Para este cronista, en el fuero de lo íntimo resulta irónico que durante los últimos días haya recibido, en las redes sociales, acusaciones de antisemitismo (a raíz de la publicación de la newsletter de ÚH Peskamboi, con el título “Bajo ataque en Gaza” esta semana), al mismo tiempo que haya estado escuchando fervorosa y teológicamente en las mañanas, desde hace unas cuantas semanas, la ópera en dos actos Moisés y Aarón del compositor judío austriaco Arnold Schönberg. No se necesita más que un grado medio de sensibilidad de oído para quedar atrapado en la profundidad sonora de Moisés y Aarón, en la obscura y trágica belleza de su canto alemán, en la demasiado reconocible historia de los hermanos bíblicos.
No tiene importancia aquí que este cronista sea ateo desde hace décadas, pero sí que en la infancia de catecismo de barrio haya escuchado boquiabierto las historias de Éxodo, llenas de personajes épicos, poderosos, terribles, simples, solidarios y magnánimos.
En la historia de los hermanos el menor (Moisés) se comunica directamente con Dios, siendo un líder militar y político, pero fatalmente no puede a su vez comunicar las revelaciones de ese Dios en un lenguaje legible para el pueblo, por lo que necesita de su hermano mayor (Aarón), quien hace de portavoz.

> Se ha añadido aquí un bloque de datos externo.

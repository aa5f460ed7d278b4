//! Write a firmware image to a target device
//!
//! The [Flasher] struct drives a full session against the ROM loader: reset
//! into download mode, sync, SPI configuration, compressed streaming of the
//! image, optional verification, and the final reboot.

use std::{io::Write, thread::sleep, time::Duration};

use bytemuck::{bytes_of, Pod, Zeroable};
use flate2::{write::ZlibEncoder, Compression};
use log::{debug, info, warn};
use md5::{Digest, Md5};

use crate::{
    connection::{
        command::{Command, CommandType},
        Connection,
    },
    constants::{
        FLASH_BLOCK_SIZE, FLASH_PAGE_SIZE, FLASH_SECTOR_SIZE, FLASH_TOTAL_SIZE,
        SPI_FLASH_BLOCK_SIZE,
    },
    error::{ConnectionError, Error, ResultExt},
    interface::Interface,
    targets::SecurityInfo,
};

/// Attempts made to deliver a single data block before giving up.
const BLOCK_ATTEMPTS: usize = 3;
const BLOCK_RETRY_DELAY: Duration = Duration::from_millis(100);
const REBOOT_DELAY: Duration = Duration::from_millis(100);

/// Progress update callbacks
pub trait ProgressCallbacks {
    /// Initialize some progress report
    fn init(&mut self, addr: u32, total: usize);
    /// Update some progress report
    fn update(&mut self, current: usize);
    /// Finish some progress report
    fn finish(&mut self);
}

/// A contiguous image to be written at a fixed flash offset.
#[derive(Debug, Clone, Copy)]
pub struct FlashRegion<'a> {
    pub addr: u32,
    pub data: &'a [u8],
    pub name: &'a str,
}

/// Parameters for attaching to a target device's SPI flash
#[derive(Copy, Clone, Debug)]
#[repr(C)]
pub struct SpiAttachParams {
    clk: u8,
    q: u8,
    d: u8,
    hd: u8,
    cs: u8,
}

impl SpiAttachParams {
    /// All zeros selects the chip's default SPI pin assignment.
    pub const fn default() -> Self {
        SpiAttachParams {
            clk: 0,
            q: 0,
            d: 0,
            hd: 0,
            cs: 0,
        }
    }

    pub fn encode(self) -> Vec<u8> {
        let packed = ((self.hd as u32) << 24)
            | ((self.cs as u32) << 18)
            | ((self.d as u32) << 12)
            | ((self.q as u32) << 6)
            | (self.clk as u32);

        let mut encoded = packed.to_le_bytes().to_vec();

        // The ROM loader expects four additional zero bytes after the pin
        // assignment.
        encoded.extend_from_slice(&[0u8; 4]);

        encoded
    }
}

/// Parameters of the attached SPI flash, reported with SPI_SET_PARAMS
#[derive(Copy, Clone, Debug)]
pub struct SpiSetParams {
    size: u32,
}

impl SpiSetParams {
    pub const fn new(size: u32) -> Self {
        SpiSetParams { size }
    }

    pub fn encode(self) -> Vec<u8> {
        #[derive(Zeroable, Pod, Copy, Clone)]
        #[repr(C)]
        struct SetParams {
            id: u32,
            total_size: u32,
            block_size: u32,
            sector_size: u32,
            page_size: u32,
            status_mask: u32,
        }
        let params = SetParams {
            id: 0,
            total_size: self.size,
            block_size: SPI_FLASH_BLOCK_SIZE as u32,
            sector_size: FLASH_SECTOR_SIZE as u32,
            page_size: FLASH_PAGE_SIZE as u32,
            status_mask: 0xFFFF,
        };

        bytes_of(&params).to_vec()
    }
}

/// Connect to and flash a target device
pub struct Flasher {
    connection: Connection,
}

impl Flasher {
    pub fn new(port: Box<dyn Interface>) -> Self {
        Flasher {
            connection: Connection::new(port),
        }
    }

    /// The active connection being used by the flasher
    pub fn connection(&mut self) -> &mut Connection {
        &mut self.connection
    }

    /// Bring the device into a flashable state: reset into the ROM loader,
    /// sync, and configure the SPI flash.
    pub fn connect(&mut self) -> Result<(), Error> {
        self.connection.reset_to_bootloader()?;
        self.connection.sync()?;

        // The ROM must be told how to reach the external flash before any
        // flash command is accepted.
        self.connection.command(Command::SpiAttach {
            spi_params: SpiAttachParams::default(),
        })?;
        self.connection.command(Command::SpiSetParams {
            spi_params: SpiSetParams::new(FLASH_TOTAL_SIZE),
        })?;

        Ok(())
    }

    /// Query the loader for the chip's security info.
    pub fn security_info(&mut self) -> Result<SecurityInfo, Error> {
        let response = self.connection.command(Command::GetSecurityInfo)?;
        let info = SecurityInfo::parse(&response.data)?;

        Ok(info)
    }

    /// Write `data` to flash at `addr`, streaming it deflate-compressed.
    pub fn flash_image_compressed(
        &mut self,
        data: &[u8],
        addr: u32,
        mut progress: Option<&mut dyn ProgressCallbacks>,
    ) -> Result<(), Error> {
        let mut encoder = ZlibEncoder::new(Vec::new(), Compression::fast());
        encoder.write_all(data).map_err(Error::from).flashing()?;
        let compressed = encoder.finish().map_err(Error::from).flashing()?;

        info!(
            "Compressed {} bytes to {} ({:.1}x)",
            data.len(),
            compressed.len(),
            data.len() as f64 / compressed.len() as f64
        );

        let erase_size = erase_size(data.len());
        let blocks = block_count(compressed.len(), FLASH_BLOCK_SIZE);

        // The erase happens during FLASH_DEFL_BEGIN, which is why it gets an
        // erase-size-scaled timeout.
        self.connection
            .command(Command::FlashDeflBegin {
                size: erase_size,
                blocks,
                block_size: FLASH_BLOCK_SIZE as u32,
                offset: addr,
            })
            .flashing()?;

        if let Some(progress) = progress.as_mut() {
            progress.init(addr, blocks as usize);
        }

        for (sequence, block) in compressed.chunks(FLASH_BLOCK_SIZE).enumerate() {
            self.write_block(Command::FlashDeflData {
                data: block,
                sequence: sequence as u32,
            })?;

            if let Some(progress) = progress.as_mut() {
                progress.update(sequence + 1);
            }
        }

        self.finish_deflate_stream()?;

        if let Some(progress) = progress.as_mut() {
            progress.finish();
        }

        Ok(())
    }

    /// Write `data` to flash at `addr` uncompressed, one padded block at a
    /// time. Slower than the compressed path; kept for loaders without
    /// deflate support.
    pub fn flash_image(
        &mut self,
        data: &[u8],
        addr: u32,
        mut progress: Option<&mut dyn ProgressCallbacks>,
    ) -> Result<(), Error> {
        let erase_size = erase_size(data.len());
        let blocks = block_count(data.len(), FLASH_BLOCK_SIZE);

        self.connection
            .command(Command::FlashBegin {
                size: erase_size,
                blocks,
                block_size: FLASH_BLOCK_SIZE as u32,
                offset: addr,
            })
            .flashing()?;

        if let Some(progress) = progress.as_mut() {
            progress.init(addr, blocks as usize);
        }

        for (sequence, block) in data.chunks(FLASH_BLOCK_SIZE).enumerate() {
            self.write_block(Command::FlashData {
                data: block,
                sequence: sequence as u32,
            })?;

            if let Some(progress) = progress.as_mut() {
                progress.update(sequence + 1);
            }
        }

        if let Some(progress) = progress.as_mut() {
            progress.finish();
        }

        Ok(())
    }

    /// Deliver a single data block, retrying on transport errors. A failure
    /// response from the loader is final; a timeout may just mean the
    /// acknowledgement got lost.
    fn write_block(&mut self, command: Command<'_>) -> Result<(), Error> {
        let mut attempt = 1;

        loop {
            match self.connection.command(command) {
                Ok(_) => return Ok(()),
                Err(err @ (Error::Connection(_) | Error::Flashing(_)))
                    if attempt < BLOCK_ATTEMPTS =>
                {
                    debug!("Data block write failed ({err}), retrying");
                    self.connection.flush_input()?;
                    sleep(BLOCK_RETRY_DELAY);
                    attempt += 1;
                }
                Err(err) => return Err(err).flashing(),
            }
        }
    }

    /// Close the deflate stream, staying in the bootloader so that further
    /// regions (or the reboot command) can follow. The device occasionally
    /// resets before acknowledging, so a missing response is tolerated.
    fn finish_deflate_stream(&mut self) -> Result<(), Error> {
        self.connection
            .write_command(&Command::FlashDeflEnd { reboot: false })?;

        match self
            .connection
            .read_response_for(CommandType::FlashDeflEnd, CommandType::FlashDeflEnd.timeout())
        {
            Ok(response) if response.is_success() => {}
            Ok(response) => warn!(
                "Deflate end reported status=0x{:02X} error=0x{:02X}",
                response.status, response.error
            ),
            Err(err) => warn!("No response to deflate end: {err}"),
        }

        Ok(())
    }

    /// Compare the MD5 of `data` against the device's own digest of the
    /// flash range starting at `addr`.
    pub fn verify_flash(&mut self, addr: u32, data: &[u8]) -> Result<(), Error> {
        let mut hasher = Md5::new();
        hasher.update(data);
        let expected: String = hasher
            .finalize()
            .iter()
            .map(|byte| format!("{byte:02x}"))
            .collect();

        let response = self
            .connection
            .command(Command::FlashMd5 {
                offset: addr,
                size: data.len() as u32,
            })
            .flashing()?;

        // The digest arrives as 32 ASCII hex characters; some loader
        // versions append further bytes, which are ignored.
        if response.data.len() < 32 {
            return Err(Error::Flashing(ConnectionError::MalformedPayload));
        }
        let actual = std::str::from_utf8(&response.data[..32])
            .map_err(|_| Error::Flashing(ConnectionError::MalformedPayload))?
            .to_ascii_lowercase();

        if actual != expected {
            return Err(Error::VerifyFailed { expected, actual });
        }

        debug!("Flash content at {addr:#x} verified");
        Ok(())
    }

    /// Leave the ROM loader and boot the flashed firmware. The flash end
    /// command is written without waiting for an acknowledgement; the hard
    /// reset that follows guarantees the exit either way.
    pub fn reboot(&mut self) -> Result<(), Error> {
        self.connection
            .write_command(&Command::FlashEnd { reboot: true })?;

        sleep(REBOOT_DELAY);
        self.connection.hard_reset()
    }
}

/// Number of bytes the ROM must pre-erase for an image of `len` bytes,
/// rounded up to whole sectors. Always derived from the uncompressed
/// length, also on the compressed path.
pub(crate) fn erase_size(len: usize) -> u32 {
    (len.div_ceil(FLASH_SECTOR_SIZE) * FLASH_SECTOR_SIZE) as u32
}

/// Number of data blocks needed for a stream of `len` bytes.
pub(crate) fn block_count(len: usize, block_size: usize) -> u32 {
    len.div_ceil(block_size) as u32
}

#[cfg(test)]
mod tests {
    use super::*;

    #[test]
    fn erase_size_rounds_to_sectors() {
        assert_eq!(erase_size(0), 0);
        assert_eq!(erase_size(1), 4096);
        assert_eq!(erase_size(4095), 4096);
        assert_eq!(erase_size(4096), 4096);
        assert_eq!(erase_size(4097), 8192);
    }

    #[test]
    fn block_count_rounds_up() {
        assert_eq!(block_count(0, 1024), 0);
        assert_eq!(block_count(1, 1024), 1);
        assert_eq!(block_count(1024, 1024), 1);
        assert_eq!(block_count(1025, 1024), 2);
    }

    #[test]
    fn spi_attach_encodes_default_pins() {
        assert_eq!(SpiAttachParams::default().encode(), [0u8; 8]);
    }

    #[test]
    fn spi_set_params_layout() {
        let encoded = SpiSetParams::new(FLASH_TOTAL_SIZE).encode();

        assert_eq!(encoded.len(), 24);
        assert_eq!(u32::from_le_bytes(encoded[0..4].try_into().unwrap()), 0);
        assert_eq!(
            u32::from_le_bytes(encoded[4..8].try_into().unwrap()),
            FLASH_TOTAL_SIZE
        );
        assert_eq!(
            u32::from_le_bytes(encoded[8..12].try_into().unwrap()),
            0x10000
        );
        assert_eq!(
            u32::from_le_bytes(encoded[12..16].try_into().unwrap()),
            0x1000
        );
        assert_eq!(
            u32::from_le_bytes(encoded[16..20].try_into().unwrap()),
            0x100
        );
        assert_eq!(
            u32::from_le_bytes(encoded[20..24].try_into().unwrap()),
            0xFFFF
        );
    }
}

La por momentos aterradora versión de Schönberg, dejada sin acabar hacia 1932 en el contexto de un hostigamiento sistemático y posterior persecución aviesa de judíos por parte de los nazis en Alemania, pone el énfasis en la diferencia que hay entre Moisés y Aarón como líderes y seres humanos, pero también en una unidad dialéctica necesariamente no exenta de contradicciones. Las historias de los hermanos enfrentados existen desde siempre en todas las tradiciones mitológicas y religiosas, pero no conozco otra obra moderna del arte, en todas sus expresiones, con la potencia de Moisés y Aarón.
Comienza el primer acto in media res, con Moisés conversando ardientemente de cosas abstractas y teológicas con la Zarza, en el Monte Sinaí. La Zarza es un coro femenino y masculino de seis voces susurrantes, atronadoras, levemente eróticas. La voz de Moisés es un bajo que linda visiblemente con el habla, pues Moisés no canta, no puede cantar. Aquí Schönberg hecha mano a lo que en alemán se llama en alemán Sprechstimme: Canto declamatorio o, mejor, hablado.
El que canta es Aarón, un tenor alado, quien aparece en la segunda escena del primer acto. Es mi parte preferida. Hay un solo momento en el que la voz de Moisés dejará monologar a la de Aarón, llegando al minuto 4. Allí Aarón se hace una pregunta fundamental de la ópera, en términos teológicos: “Pueblo elegido por el Único, ¿pueden amar lo que no pueden imaginar?”. Y lo que responde Moisés en el acto, con un admonitorio tono sobrehumano (esto pensaba el mismo Schönberg de su Moisés, algo de la misma pasta sobrehumana del Moisés de Miguel Ángel): ¿Puedo? Inimaginable, por invisible;/ por incomprensible;/ por infinito;/ por eterno;/ por omnipresente;/ por omnipotente./ Solo Uno es omnipotente.
Vayan hacia el minuto 4 y segundos para escuchar cómo suena en alemán: Moisés responde implacable como un rapero desafiado, con repeticiones de sílabas, cacofonías. Es el Sprechstimme que prioriza el ritmo y la inflexión del habla sobre la altura musical.
En cualquier caso, Schönberg se iba retratando a sí mismo bajo la textura de estos personajes. En realidad, solo en 1933 (cerca de los sesenta años) volvió a la fe hebrea de su infancia: El año de su salida como director de la Academia de las artes de Prusia por asuntos raciales, de su exilio final a los Estados Unidos hasta su muerte en 1951. Había en él un cierto aliento sionista, casi inevitable en varios músicos, escritores y filósofos de su generación (a izquierda y derecha), pero Moisés y Aarón era más bien para él un asunto teológico-artístico: Una obra sobre cómo comunicar lo incomunicable.
En esto, siempre vence la música. Schönberg lo sabía.